One analysis found that soybean farms in Brazil have a smaller carbon footprint than similar farms in the U.S.: “It is clear that despite higher land conversion rates, Brazilian soils release less CO2 emissions than United States soils,” they write, “in part due to “increased adoption of no-till practices, and reduced fertilizer use”.

Lenders can work with borrowers to transition to farming methods with a lower carbon footprint. Regenerative agriculture is the most effective, because it also supports water efficiency and drought resilience. However, financial institutions need to plan ahead to account for the multi-year timeframe it takes to implement these projects.


Risk mitigation practices

Finally, it’s important to consider which risk mitigation strategies are represented in an agricultural portfolio. When it comes to water risk mitigation, this may include investing in supply-side mitigation strategies such as conveyance infrastructure improvements, water banking, and groundwater recharge projects.

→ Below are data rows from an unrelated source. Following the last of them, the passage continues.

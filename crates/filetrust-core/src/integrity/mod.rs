//! File integrity monitoring: baselines of content digests and verification
//! passes against them.

pub mod models;
pub mod monitor;
pub mod progress;
pub mod store;

pub use models::{
    Baseline, EnableReport, FileDigestRecord, FileWarning, IntegrityReport, ModificationRecord,
    ModificationStatus, MonitorState,
};
pub use monitor::IntegrityMonitor;
pub use progress::{NoProgress, ProgressSink};
pub use store::{BaselineStore, FsBaselineStore, MemoryBaselineStore};
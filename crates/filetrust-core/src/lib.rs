//! FileTrust core: integrity baselines, secure erase, password-based file
//! encryption and file signatures.
//!
//! The four public entry points are independent of each other:
//! [`IntegrityMonitor`], [`SecureEraser`], [`CryptoBox`] and
//! [`SignatureService`]. All of them block the calling thread.

pub mod crypto;
pub mod eraser;
pub mod error;
pub mod hash;
pub mod integrity;
pub mod paths;
pub mod settings;
pub mod signing;
pub mod util;

pub use crypto::CryptoBox;
pub use eraser::{DeletionCertificate, FillPattern, SecureEraser};
pub use error::{ErrorKind, Result, TrustError};
pub use hash::DigestAlgorithm;
pub use integrity::{
    BaselineStore, FsBaselineStore, IntegrityMonitor, IntegrityReport, MemoryBaselineStore,
    ModificationRecord, ModificationStatus,
};
pub use settings::TrustSettings;
pub use signing::{Credential, CredentialProvider, SignatureService, VerificationOutcome};
//! Integration tests for the single-file operations.
//!
//! Tests cover:
//!  1. Encryption round-trip over assorted contents
//!  2. Wrong password fails with DecryptionFailed and writes nothing
//!  3. Container layout (salt, iv, block-aligned ciphertext)
//!  4. Erase with verification removes the path
//!  5. Erase pass accounting
//!  6. Signature tamper sensitivity (detached and embedded)
//!  7. Signing with a credential loaded from a key file

use filetrust_core::crypto::{CryptoBox, BLOCK_LEN, HEADER_LEN};
use filetrust_core::eraser::{SecureEraser, DEFAULT_PASSES};
use filetrust_core::signing::{
    Credential, CredentialProvider, KeyFileCredentials, SignatureRecord, SignatureService,
};
use filetrust_core::ErrorKind;
use std::fs;
use tempfile::tempdir;
use zeroize::Zeroizing;

fn password(s: &str) -> Zeroizing<String> {
    Zeroizing::new(s.to_string())
}

// ─── Test 1: encryption round-trip ──────────────────────────────────────────

#[test]
fn test_protect_unprotect_round_trip() {
    let dir = tempdir().unwrap();
    let cb = CryptoBox::new();
    let contents: Vec<Vec<u8>> = vec![
        Vec::new(),
        b"x".to_vec(),
        vec![0xAB; 16],
        (0..=255u8).cycle().take(100_003).collect(),
    ];

    for (i, content) in contents.iter().enumerate() {
        let src = dir.path().join(format!("plain{i}.bin"));
        fs::write(&src, content).unwrap();

        let enc = cb.protect(&src, password("correct horse")).unwrap();
        assert_eq!(enc, dir.path().join(format!("plain{i}.bin.enc")));
        assert_eq!(fs::read(&src).unwrap(), *content, "source must be untouched");

        fs::remove_file(&src).unwrap();
        let dec = cb.unprotect(&enc, password("correct horse")).unwrap();
        assert_eq!(dec, src);
        assert_eq!(fs::read(&dec).unwrap(), *content);
    }
}

// ─── Test 2: wrong password ─────────────────────────────────────────────────

#[test]
fn test_wrong_password_fails_cleanly() {
    let dir = tempdir().unwrap();
    let src = dir.path().join("secret.txt");
    fs::write(&src, b"the launch codes").unwrap();
    let cb = CryptoBox::new();
    let enc = cb.protect(&src, password("pw1")).unwrap();
    let out = dir.path().join("out.txt");

    for wrong in ["pw2", "PW1", "pw1 ", "a much longer and entirely different password"] {
        let err = cb.unprotect_to(&enc, &out, password(wrong)).unwrap_err();
        assert_eq!(err.kind(), ErrorKind::DecryptionFailed, "password {wrong:?}");
        assert!(!out.exists());
    }
}

// ─── Test 3: container layout ───────────────────────────────────────────────

#[test]
fn test_container_layout() {
    let dir = tempdir().unwrap();
    let src = dir.path().join("doc.txt");
    fs::write(&src, vec![7u8; 1000]).unwrap();
    let enc = CryptoBox::new().protect(&src, password("pw")).unwrap();

    let container = fs::read(&enc).unwrap();
    assert!(container.len() >= HEADER_LEN);
    assert_eq!((container.len() - HEADER_LEN) % BLOCK_LEN, 0);
    assert!(container.len() > 1000 + HEADER_LEN);
}

#[test]
fn test_unprotect_rejects_directory_and_missing() {
    let dir = tempdir().unwrap();
    let cb = CryptoBox::new();
    assert_eq!(
        cb.unprotect(dir.path(), password("pw")).unwrap_err().kind(),
        ErrorKind::IsDirectory
    );
    assert_eq!(
        cb.protect(&dir.path().join("missing"), password("pw")).unwrap_err().kind(),
        ErrorKind::NotFound
    );
}

// ─── Test 4: erase ──────────────────────────────────────────────────────────

#[test]
fn test_erase_verified_removes_path() {
    let dir = tempdir().unwrap();
    let target = dir.path().join("shred-me.db");
    fs::write(&target, vec![0x5A; 200_000]).unwrap();

    let cert = SecureEraser::new().erase(&target, DEFAULT_PASSES, true).unwrap();
    assert_eq!(cert.verified_deleted, Some(true));
    assert!(!target.exists());
    assert_eq!(cert.original_size, 200_000);
    assert_eq!(cert.file_name, "shred-me.db");
    // nothing left behind under a random name either
    assert_eq!(fs::read_dir(dir.path()).unwrap().count(), 0);
}

// ─── Test 5: pass accounting ────────────────────────────────────────────────

#[test]
fn test_erase_reports_requested_passes_plus_final_zero() {
    let dir = tempdir().unwrap();
    for passes in [1u32, 3, 7] {
        let target = dir.path().join(format!("f{passes}"));
        fs::write(&target, b"data").unwrap();
        let cert = SecureEraser::new().erase(&target, passes, false).unwrap();
        assert_eq!(cert.passes, passes);
        assert!(cert.final_zero_pass);
        assert_eq!(cert.total_overwrites, passes + 1);
        assert_eq!(cert.verified_deleted, None);
    }
}

#[test]
fn test_erase_out_of_range_passes_leaves_file() {
    let dir = tempdir().unwrap();
    let target = dir.path().join("keep");
    fs::write(&target, b"data").unwrap();
    for passes in [0u32, 36] {
        let err = SecureEraser::new().erase(&target, passes, true).unwrap_err();
        assert_eq!(err.kind(), ErrorKind::InvalidArgument);
    }
    assert_eq!(fs::read(&target).unwrap(), b"data");
}

// ─── Test 6: signature tamper sensitivity ───────────────────────────────────

#[test]
fn test_detached_signature_tamper_sensitivity() {
    let dir = tempdir().unwrap();
    let file = dir.path().join("release.tar");
    let original: Vec<u8> = (0..4096u32).map(|i| (i % 251) as u8).collect();
    fs::write(&file, &original).unwrap();
    let service = SignatureService::new();
    let cred = Credential::generate("builds@example.org").unwrap();

    service.sign(&file, &cred).unwrap();
    assert!(service.verify(&file).unwrap().is_valid);
    let artifact_before = fs::read(service.signature_path(&file)).unwrap();

    for index in [0usize, 2048, 4095] {
        let mut mutated = original.clone();
        mutated[index] ^= 0x01;
        fs::write(&file, &mutated).unwrap();
        let outcome = service.verify(&file).unwrap();
        assert!(!outcome.is_valid, "byte {index}");
    }

    fs::write(&file, &original).unwrap();
    assert!(service.verify(&file).unwrap().is_valid);
    // verification never rewrites the artifact
    assert_eq!(fs::read(service.signature_path(&file)).unwrap(), artifact_before);
}

#[test]
fn test_embedded_signature_tamper_sensitivity() {
    let dir = tempdir().unwrap();
    let script = dir.path().join("Install.ps1");
    fs::write(&script, b"Write-Host 'installing'\r\nExit 0\r\n").unwrap();
    let service = SignatureService::new();
    let cred = Credential::generate("ops").unwrap();

    let record = service.sign(&script, &cred).unwrap();
    assert_eq!(
        record,
        SignatureRecord::Embedded {
            path: script.clone(),
            signer_identity: "ops".into()
        }
    );
    assert!(service.verify(&script).unwrap().is_valid);

    let signed = fs::read(&script).unwrap();
    let mut mutated = signed.clone();
    mutated[0] = b'w';
    fs::write(&script, &mutated).unwrap();
    assert!(!service.verify(&script).unwrap().is_valid);
}

// ─── Test 7: key file credentials ───────────────────────────────────────────

#[test]
fn test_sign_with_key_file_credential() {
    let dir = tempdir().unwrap();
    let provider = KeyFileCredentials::new(dir.path().join("signer.json"));
    provider.store(&Credential::generate("qa-team").unwrap()).unwrap();

    let file = dir.path().join("report.csv");
    fs::write(&file, b"id,result\n1,pass\n").unwrap();
    let service = SignatureService::new();
    service.sign(&file, &provider.credential().unwrap()).unwrap();

    let outcome = service.ensure_valid(&file).unwrap();
    assert_eq!(outcome.signer_identity.as_deref(), Some("qa-team"));
}
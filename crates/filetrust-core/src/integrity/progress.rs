//! Progress reporting for multi-file operations.
//!
//! Workers run on a rayon pool, so the counter and the sink call happen under
//! one lock: observers always see `processed` strictly increase, whichever
//! thread delivers the callback.

use parking_lot::Mutex;
use std::path::Path;

/// Receives `(processed, total, current_item)` callbacks. Called from worker
/// threads, never concurrently.
pub trait ProgressSink: Send + Sync {
    fn on_progress(&self, processed: usize, total: usize, current: &Path);
}

impl<F> ProgressSink for F
where
    F: Fn(usize, usize, &Path) + Send + Sync,
{
    fn on_progress(&self, processed: usize, total: usize, current: &Path) {
        self(processed, total, current)
    }
}

/// Sink that discards every update.
pub struct NoProgress;

impl ProgressSink for NoProgress {
    fn on_progress(&self, _processed: usize, _total: usize, _current: &Path) {}
}

pub(crate) struct ProgressTracker<'a> {
    sink: &'a dyn ProgressSink,
    total: usize,
    processed: Mutex<usize>,
}

impl<'a> ProgressTracker<'a> {
    pub(crate) fn new(sink: &'a dyn ProgressSink, total: usize) -> Self {
        Self {
            sink,
            total,
            processed: Mutex::new(0),
        }
    }

    pub(crate) fn advance(&self, current: &Path) {
        let mut processed = self.processed.lock();
        *processed += 1;
        self.sink.on_progress(*processed, self.total, current);
    }
}
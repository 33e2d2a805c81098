use crate::error::{IoResultExt, Result, TrustError};
use std::fs;
use std::io::{self, Write};
use std::path::{Path, PathBuf};
use tempfile::NamedTempFile;

/// Write `data` to `path` through a sibling temp file and a rename, so readers
/// only ever observe the old content or the complete new content.
pub fn write_atomic(path: &Path, data: &[u8]) -> Result<()> {
    let parent = parent_dir(path);
    fs::create_dir_all(&parent).at(&parent)?;
    let mut tmp = NamedTempFile::new_in(&parent).at(&parent)?;
    tmp.write_all(data).at(tmp.path())?;
    tmp.as_file().sync_all().at(tmp.path())?;
    tmp.persist(path)
        .map_err(|e| TrustError::io(path, e.error))?;
    Ok(())
}

/// Serialization failures surface as `Io` with `InvalidData`; nothing is written.
pub fn write_json_atomic<T: serde::Serialize>(path: &Path, value: &T) -> Result<()> {
    let data = serde_json::to_vec_pretty(value)
        .map_err(|e| TrustError::io(path, io::Error::new(io::ErrorKind::InvalidData, e)))?;
    write_atomic(path, &data)
}

/// Serialize a path as text, replacing invalid UTF-8, for report fields that
/// may name files the store cannot record.
pub fn serialize_path_lossy<S>(path: &Path, serializer: S) -> std::result::Result<S::Ok, S::Error>
where
    S: serde::Serializer,
{
    serializer.serialize_str(&path.to_string_lossy())
}

pub fn parent_dir(path: &Path) -> PathBuf {
    match path.parent() {
        Some(p) if !p.as_os_str().is_empty() => p.to_path_buf(),
        _ => PathBuf::from("."),
    }
}

/// Append `suffix` to the full file name (`a.txt` + `sig` -> `a.txt.sig`).
pub fn with_appended_extension(path: &Path, suffix: &str) -> PathBuf {
    let mut name = path.as_os_str().to_os_string();
    name.push(".");
    name.push(suffix);
    PathBuf::from(name)
}
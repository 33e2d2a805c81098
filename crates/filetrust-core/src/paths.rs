use crate::error::{Result, TrustError};
use directories::ProjectDirs;
use std::path::{Path, PathBuf};

pub const APP_QUALIFIER: &str = "com";
pub const APP_ORG: &str = "filetrust";
pub const APP_NAME: &str = "filetrust";

/// Environment variable that relocates all persisted state.
pub const DATA_DIR_ENV: &str = "FILETRUST_DATA_DIR";

pub fn data_dir() -> Result<PathBuf> {
    if let Ok(override_path) = std::env::var(DATA_DIR_ENV) {
        return Ok(PathBuf::from(override_path));
    }
    let dirs = ProjectDirs::from(APP_QUALIFIER, APP_ORG, APP_NAME).ok_or_else(|| {
        TrustError::InvalidArgument("cannot determine data directory".to_string())
    })?;
    Ok(dirs.data_dir().to_path_buf())
}

pub const BASELINES_DIR: &str = "baselines";
pub const SETTINGS_FILE: &str = "settings.json";

pub fn baselines_dir() -> Result<PathBuf> {
    Ok(baselines_dir_in(&data_dir()?))
}

pub fn settings_path() -> Result<PathBuf> {
    Ok(settings_path_in(&data_dir()?))
}

pub fn baselines_dir_in(data_dir: &Path) -> PathBuf {
    data_dir.join(BASELINES_DIR)
}

pub fn settings_path_in(data_dir: &Path) -> PathBuf {
    data_dir.join(SETTINGS_FILE)
}
mod secret;

use anyhow::{anyhow, Context, Result};
use clap::{ArgAction, Parser, Subcommand};
use filetrust_core::crypto::CryptoBox;
use filetrust_core::eraser::SecureEraser;
use filetrust_core::hash::{digest_file, DigestAlgorithm};
use filetrust_core::integrity::{FsBaselineStore, IntegrityMonitor};
use filetrust_core::paths;
use filetrust_core::settings::{load_settings, TrustSettings};
use filetrust_core::signing::{
    Credential, CredentialProvider, KeyFileCredentials, KeyringCredentials, SignatureService,
};
use serde::Serialize;
use serde_json::json;
use std::path::{Path, PathBuf};
use std::process::ExitCode;
use std::sync::Arc;
use tracing::{debug, info};
use tracing_subscriber::EnvFilter;

#[derive(Parser, Debug)]
#[command(author, version, about = "FileTrust file protection toolkit", long_about = None)]
struct Cli {
    /// Directory for baselines and settings (overrides FILETRUST_DATA_DIR)
    #[arg(long, global = true)]
    data_dir: Option<PathBuf>,

    /// More log output on stderr (-v debug, -vv trace); RUST_LOG wins if set
    #[arg(short, long, global = true, action = ArgAction::Count)]
    verbose: u8,

    #[command(subcommand)]
    command: Commands,
}

#[derive(Subcommand, Debug)]
enum Commands {
    /// Print the digest of a single file
    Hash {
        path: PathBuf,
        #[arg(long)]
        algorithm: Option<DigestAlgorithm>,
    },
    /// Create or replace the integrity baseline for a file or directory
    Baseline {
        path: PathBuf,
        #[arg(long)]
        algorithm: Option<DigestAlgorithm>,
        /// Only direct children of a directory
        #[arg(long)]
        no_recurse: bool,
        #[arg(long)]
        workers: Option<usize>,
    },
    /// Check a baselined path; exits 1 when anything changed
    Verify { path: PathBuf },
    /// Drop the baseline for a path
    Forget { path: PathBuf },
    /// Overwrite a file several times, then delete it
    Erase {
        path: PathBuf,
        #[arg(long)]
        passes: Option<u32>,
        /// Skip the post-deletion existence check
        #[arg(long)]
        no_verify: bool,
    },
    /// Encrypt a file with a password
    Protect {
        path: PathBuf,
        #[arg(short, long)]
        output: Option<PathBuf>,
        /// Securely erase the plaintext after encrypting
        #[arg(long)]
        shred_source: bool,
    },
    /// Decrypt a file produced by `protect`
    Unprotect {
        path: PathBuf,
        #[arg(short, long)]
        output: Option<PathBuf>,
    },
    /// Generate a signing key file
    Keygen {
        out: PathBuf,
        #[arg(long)]
        identity: String,
        /// Also store the key in the OS keyring
        #[arg(long)]
        keyring: bool,
    },
    /// Sign a file (embedded for scripts, `<file>.sig` otherwise)
    Sign {
        path: PathBuf,
        /// Key file; defaults to the one in settings
        #[arg(long, conflicts_with = "keyring_identity")]
        key: Option<PathBuf>,
        /// Load the key from the OS keyring entry for this identity
        #[arg(long)]
        keyring_identity: Option<String>,
    },
    /// Check a file's signature; exits 1 when invalid
    CheckSignature { path: PathBuf },
}

fn init_tracing(verbose: u8) {
    let default = match verbose {
        0 => "info",
        1 => "debug",
        _ => "trace",
    };
    let filter = EnvFilter::try_from_default_env().unwrap_or_else(|_| EnvFilter::new(default));
    tracing_subscriber::fmt()
        .with_env_filter(filter)
        .with_writer(std::io::stderr)
        .init();
}

fn print_json<T: Serialize + ?Sized>(value: &T) -> Result<()> {
    println!("{}", serde_json::to_string_pretty(value)?);
    Ok(())
}

struct Session {
    data_dir: PathBuf,
    settings: TrustSettings,
}

impl Session {
    fn load(data_dir: Option<PathBuf>) -> Result<Self> {
        let data_dir = match data_dir {
            Some(dir) => dir,
            None => paths::data_dir().context("resolve data directory")?,
        };
        let settings_path = paths::settings_path_in(&data_dir);
        let settings = load_settings(&settings_path)
            .with_context(|| format!("load settings from {}", settings_path.display()))?;
        debug!(data_dir = %data_dir.display(), "settings loaded");
        Ok(Self { data_dir, settings })
    }

    fn monitor(&self, workers: Option<usize>) -> Result<IntegrityMonitor> {
        let store = FsBaselineStore::new(paths::baselines_dir_in(&self.data_dir));
        let workers = workers.unwrap_or(self.settings.integrity.workers);
        Ok(IntegrityMonitor::with_workers(Arc::new(store), workers)?)
    }

    fn crypto_box(&self) -> CryptoBox {
        CryptoBox::with_extension(self.settings.crypto.encrypted_extension.clone())
    }

    fn signing_credential(
        &self,
        key: Option<PathBuf>,
        keyring_identity: Option<String>,
    ) -> Result<Credential> {
        if let Some(identity) = keyring_identity {
            return Ok(KeyringCredentials::new(identity).credential()?);
        }
        let key = key
            .or_else(|| self.settings.signing.key_file.clone())
            .ok_or_else(|| anyhow!("no signing key: pass --key or --keyring-identity"))?;
        KeyFileCredentials::new(&key)
            .credential()
            .with_context(|| format!("load key file {}", key.display()))
    }
}

fn main() -> Result<ExitCode> {
    let cli = Cli::parse();
    init_tracing(cli.verbose);
    let ctx = Session::load(cli.data_dir)?;

    match cli.command {
        Commands::Hash { path, algorithm } => {
            let algorithm = algorithm.unwrap_or(ctx.settings.integrity.algorithm);
            let digest = digest_file(&path, algorithm)?;
            print_json(&json!({ "path": path, "algorithm": algorithm, "hash": digest }))?;
        }
        Commands::Baseline {
            path,
            algorithm,
            no_recurse,
            workers,
        } => {
            let monitor = ctx.monitor(workers)?;
            let algorithm = algorithm.unwrap_or(ctx.settings.integrity.algorithm);
            let recurse = ctx.settings.integrity.recurse && !no_recurse;
            let report = monitor.enable(&path, algorithm, recurse)?;
            print_json(&report)?;
        }
        Commands::Verify { path } => {
            let report = ctx.monitor(None)?.verify(&path)?;
            print_json(&report)?;
            if !report.is_clean() {
                return Ok(ExitCode::FAILURE);
            }
        }
        Commands::Forget { path } => {
            let removed = ctx.monitor(None)?.disable(&path)?;
            print_json(&json!({ "path": path, "removed": removed }))?;
        }
        Commands::Erase {
            path,
            passes,
            no_verify,
        } => {
            let passes = passes.unwrap_or(ctx.settings.eraser.passes);
            let verify = ctx.settings.eraser.verify && !no_verify;
            let certificate = SecureEraser::new().erase(&path, passes, verify)?;
            print_json(&certificate)?;
            if certificate.verified_deleted == Some(false) {
                return Ok(ExitCode::FAILURE);
            }
        }
        Commands::Protect {
            path,
            output,
            shred_source,
        } => {
            let password = secret::read_password(true)?;
            let cb = ctx.crypto_box();
            let output = output.unwrap_or_else(|| cb.encrypted_path(&path));
            let written = cb.protect_to(&path, &output, password)?;
            let shredded = if shred_source {
                Some(shred(&path, &ctx.settings)?)
            } else {
                None
            };
            print_json(&json!({ "source": path, "output": written, "shredded": shredded }))?;
        }
        Commands::Unprotect { path, output } => {
            let password = secret::read_password(false)?;
            let cb = ctx.crypto_box();
            let output = output.unwrap_or_else(|| cb.decrypted_path(&path));
            let written = cb.unprotect_to(&path, &output, password)?;
            print_json(&json!({ "source": path, "output": written }))?;
        }
        Commands::Keygen {
            out,
            identity,
            keyring,
        } => {
            let credential = Credential::generate(identity)?;
            KeyFileCredentials::new(&out).store(&credential)?;
            if keyring {
                KeyringCredentials::new(credential.identity()).store(&credential)?;
                info!(identity = %credential.identity(), "key stored in OS keyring");
            }
            print_json(&json!({
                "identity": credential.identity(),
                "public_key": credential.public_key_b64(),
                "key_file": out,
            }))?;
        }
        Commands::Sign {
            path,
            key,
            keyring_identity,
        } => {
            let credential = ctx.signing_credential(key, keyring_identity)?;
            let record = SignatureService::new().sign(&path, &credential)?;
            print_json(&record)?;
        }
        Commands::CheckSignature { path } => {
            let outcome = SignatureService::new().verify(&path)?;
            print_json(&outcome)?;
            if !outcome.is_valid {
                return Ok(ExitCode::FAILURE);
            }
        }
    }
    Ok(ExitCode::SUCCESS)
}

fn shred(path: &Path, settings: &TrustSettings) -> Result<filetrust_core::DeletionCertificate> {
    let certificate = SecureEraser::new()
        .erase_verified(path, settings.eraser.passes)
        .with_context(|| format!("erase plaintext {}", path.display()))?;
    Ok(certificate)
}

On the demand side, this might include investing in better irrigation infrastructure and regenerative farming. Ag professionals can download this Water Risk Mitigation report to learn more about how to de-risk their agricultural loan and investment portfolios.



Using GIS Connect to Measure Portfolio Footprint

Regardless of which factors an ag lender chooses to focus on, this information must be measurable within a portfolio as well as in the context of proprietary portfolio data.


But the risk and water data that is used for measurement is, more often than not, siloed. This complicates the process of incorporating risk data into a portfolio in a way that is actionable and easily digestible.

AQUAOSO’s GIS Connect platform uses geospatial technology to present this data in an easy-to-understand, map-based format. This allows users to visualize their portfolio in new and actionable ways and pull reports on a portfolio on a parcel-by-parcel level. Plus, users can integrate third-party risk data of their choosing to acclimate their existing bank data.

By combining multiple data sets into a single cloud-based platform – and viewing them all in an intuitive format – it becomes easier to see the factors that make up a portfolio footprint and put strategies in place to identify risks and mitigate them.



The Bottom Line

Lenders and investors are increasingly concerned about their portfolio footprint, which includes water resources and other impacts that an agricultural lending portfolio has on the environment and stakeholders.


In addition to building up a portfolio’s water and climate resiliency, monitoring these factors can help to reduce financial risk.

GIS Connect makes it easy to keep track of these datasets by compiling them into a single map with layers that can be turned on and off. This makes it possible to view watershed boundaries, endangered species zones, water, and soil quality, and more, and see how they impact a portfolio on a parcel-by-parcel basis.